Tuesday, February 24, 2009

Agent Write

I’m sure I’m not the first to come up with the term “Agent Write” for THE PERFECT AGENT, but I like it. It beats TPA, anyway, and it has the right mysterious overtones, like Agent 007, or even the deadly connotations of Agent Orange. I have been hunting for Agent Write for a while now. And just recently, I found out how terrified I am of her.

I’ve been told that you shouldn’t get in to a business relationship with anyone you would not marry. I take this to mean if you don’t trust the person enough to give them the keys to your house and let them change the baby’s diapers: don’t sign the papers.

I have personal experience to back this claim.

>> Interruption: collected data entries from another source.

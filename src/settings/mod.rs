use crate::capture::CaptureMode;
use directories::ProjectDirs;
use serde::{Deserialize, Serialize};
use std::{
    fs,
    path::{Path, PathBuf},
    time::Duration,
};

pub const TRANSCRIPTION_URL_ENV: &str = "VISIONVOICE_TRANSCRIPTION_URL";
pub const CAPTURE_MODE_ENV: &str = "VISIONVOICE_CAPTURE_MODE";

#[derive(Debug, Clone, Serialize, Deserialize, PartialEq)]
#[serde(default, rename_all = "camelCase")]
pub struct VoiceSettings {
    pub transcription_base_url: String,
    pub audio_field_name: String,
    pub language: String,
    pub capture_mode: CaptureMode,
    pub clip_duration_ms: u64,
    pub push_to_talk_max_ms: u64,
    pub cooldown_ms: u64,
    pub min_retry_backoff_ms: u64,
    pub max_retry_backoff_ms: u64,
    pub request_timeout_ms: u64,
    pub health_timeout_ms: u64,
    pub feedback_cooldown_ms: u64,
    pub capture_settle_ms: u64,
    pub input_device: Option<String>,
    pub push_to_talk_hotkey: String,
}

impl Default for VoiceSettings {
    fn default() -> Self {
        Self {
            transcription_base_url: "http://127.0.0.1:5000".to_string(),
            audio_field_name: "audio".to_string(),
            language: "es-AR".to_string(),
            capture_mode: CaptureMode::PushToTalk,
            clip_duration_ms: 3_000,
            push_to_talk_max_ms: 30_000,
            cooldown_ms: 100,
            min_retry_backoff_ms: 1_000,
            max_retry_backoff_ms: 15_000,
            request_timeout_ms: 15_000,
            health_timeout_ms: 2_000,
            feedback_cooldown_ms: 180,
            capture_settle_ms: 1_500,
            input_device: None,
            push_to_talk_hotkey: "Space".to_string(),
        }
    }
}

impl VoiceSettings {
    /// Returns a copy with every numeric field pulled into its supported range.
    pub fn clamped(mut self) -> Self {
        self.transcription_base_url = self
            .transcription_base_url
            .trim()
            .trim_end_matches('/')
            .to_string();
        if self.transcription_base_url.is_empty() {
            self.transcription_base_url = Self::default().transcription_base_url;
        }
        self.audio_field_name = self.audio_field_name.trim().to_string();
        if self.audio_field_name.is_empty() {
            self.audio_field_name = Self::default().audio_field_name;
        }
        self.language = self.language.trim().to_string();
        self.clip_duration_ms = self.clip_duration_ms.clamp(250, 15_000);
        self.push_to_talk_max_ms = self.push_to_talk_max_ms.clamp(1_000, 60_000);
        self.cooldown_ms = self.cooldown_ms.min(2_000);
        self.min_retry_backoff_ms = self.min_retry_backoff_ms.clamp(50, 30_000);
        self.max_retry_backoff_ms = self
            .max_retry_backoff_ms
            .clamp(self.min_retry_backoff_ms, 60_000);
        self.request_timeout_ms = self.request_timeout_ms.clamp(1_000, 120_000);
        self.health_timeout_ms = self.health_timeout_ms.clamp(200, 30_000);
        self.feedback_cooldown_ms = self.feedback_cooldown_ms.clamp(50, 1_000);
        self.capture_settle_ms = self.capture_settle_ms.min(5_000);
        self.input_device = self
            .input_device
            .map(|name| name.trim().to_string())
            .filter(|name| !name.is_empty());
        self
    }

    pub fn with_env_overrides(mut self) -> Self {
        if let Some(url) = env_value(TRANSCRIPTION_URL_ENV) {
            self.transcription_base_url = url;
        }
        if let Some(mode) = env_value(CAPTURE_MODE_ENV).and_then(|raw| parse_capture_mode(&raw)) {
            self.capture_mode = mode;
        }
        self.clamped()
    }

    pub fn clip_duration(&self) -> Duration {
        Duration::from_millis(self.clip_duration_ms)
    }

    pub fn push_to_talk_max(&self) -> Duration {
        Duration::from_millis(self.push_to_talk_max_ms)
    }

    pub fn cooldown(&self) -> Duration {
        Duration::from_millis(self.cooldown_ms)
    }

    pub fn min_retry_backoff(&self) -> Duration {
        Duration::from_millis(self.min_retry_backoff_ms)
    }

    pub fn max_retry_backoff(&self) -> Duration {
        Duration::from_millis(self.max_retry_backoff_ms)
    }

    pub fn request_timeout(&self) -> Duration {
        Duration::from_millis(self.request_timeout_ms)
    }

    pub fn health_timeout(&self) -> Duration {
        Duration::from_millis(self.health_timeout_ms)
    }

    pub fn feedback_cooldown(&self) -> Duration {
        Duration::from_millis(self.feedback_cooldown_ms)
    }

    pub fn capture_settle(&self) -> Duration {
        Duration::from_millis(self.capture_settle_ms)
    }
}

fn env_value(key: &str) -> Option<String> {
    std::env::var(key)
        .ok()
        .map(|value| value.trim().to_string())
        .filter(|value| !value.is_empty())
}

pub fn parse_capture_mode(raw: &str) -> Option<CaptureMode> {
    match raw.trim().to_ascii_lowercase().replace('_', "-").as_str() {
        "continuous" => Some(CaptureMode::Continuous),
        "push-to-talk" | "pushtotalk" | "ptt" => Some(CaptureMode::PushToTalk),
        _ => None,
    }
}

#[derive(Debug, thiserror::Error)]
pub enum SettingsError {
    #[error("failed to read settings file: {0}")]
    Read(std::io::Error),
    #[error("failed to write settings file: {0}")]
    Write(std::io::Error),
    #[error("failed to parse settings JSON: {0}")]
    Parse(serde_json::Error),
    #[error("cannot resolve app config directory")]
    AppData,
}

#[derive(Debug, Clone)]
pub struct SettingsStore {
    path: PathBuf,
}

impl SettingsStore {
    pub fn new() -> Result<Self, SettingsError> {
        let proj_dirs =
            ProjectDirs::from("com", "visionvoice", "assistant").ok_or(SettingsError::AppData)?;
        let path = proj_dirs.config_dir().join("settings.json");
        Ok(Self { path })
    }

    pub fn from_path(path: impl AsRef<Path>) -> Self {
        Self {
            path: path.as_ref().to_path_buf(),
        }
    }

    pub fn path(&self) -> &Path {
        &self.path
    }

    pub fn load(&self) -> Result<VoiceSettings, SettingsError> {
        if !self.path.exists() {
            return Ok(VoiceSettings::default());
        }
        let raw = fs::read_to_string(&self.path).map_err(SettingsError::Read)?;
        let settings: VoiceSettings = serde_json::from_str(&raw).map_err(SettingsError::Parse)?;
        Ok(settings.clamped())
    }

    pub fn save(&self, settings: &VoiceSettings) -> Result<(), SettingsError> {
        if let Some(parent) = self.path.parent() {
            fs::create_dir_all(parent).map_err(SettingsError::Write)?;
        }
        let raw = serde_json::to_string_pretty(settings).map_err(SettingsError::Parse)?;
        fs::write(&self.path, raw).map_err(SettingsError::Write)?;
        Ok(())
    }
}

In the ‘90s when I ran a computer programming business, I ended up with more work than I could handle alone. I was also pregnant, and more than a little worried about handling work and a new baby without a backup. I went into a partnership with someone I would never have married. It was convenient; it was expedient; it was as wrong as a one night stand in Pittsburg.

So here I am, years later, manuscript burning a hole in my laptop, casting a jaundiced eye over the directories, working the blogs, surfing the net, and then it happened: I found my Agent Write.

She is a working woman and mother, like me, with the same kind of screwy career and superfluous degrees necessitated by meeting family commitments. I’ve read half of the books on her list of published titles and the other half could have just fallen off my dresser. We could be sisters, but the best is yet to come, she says she actually prefers to represent YA fantasy!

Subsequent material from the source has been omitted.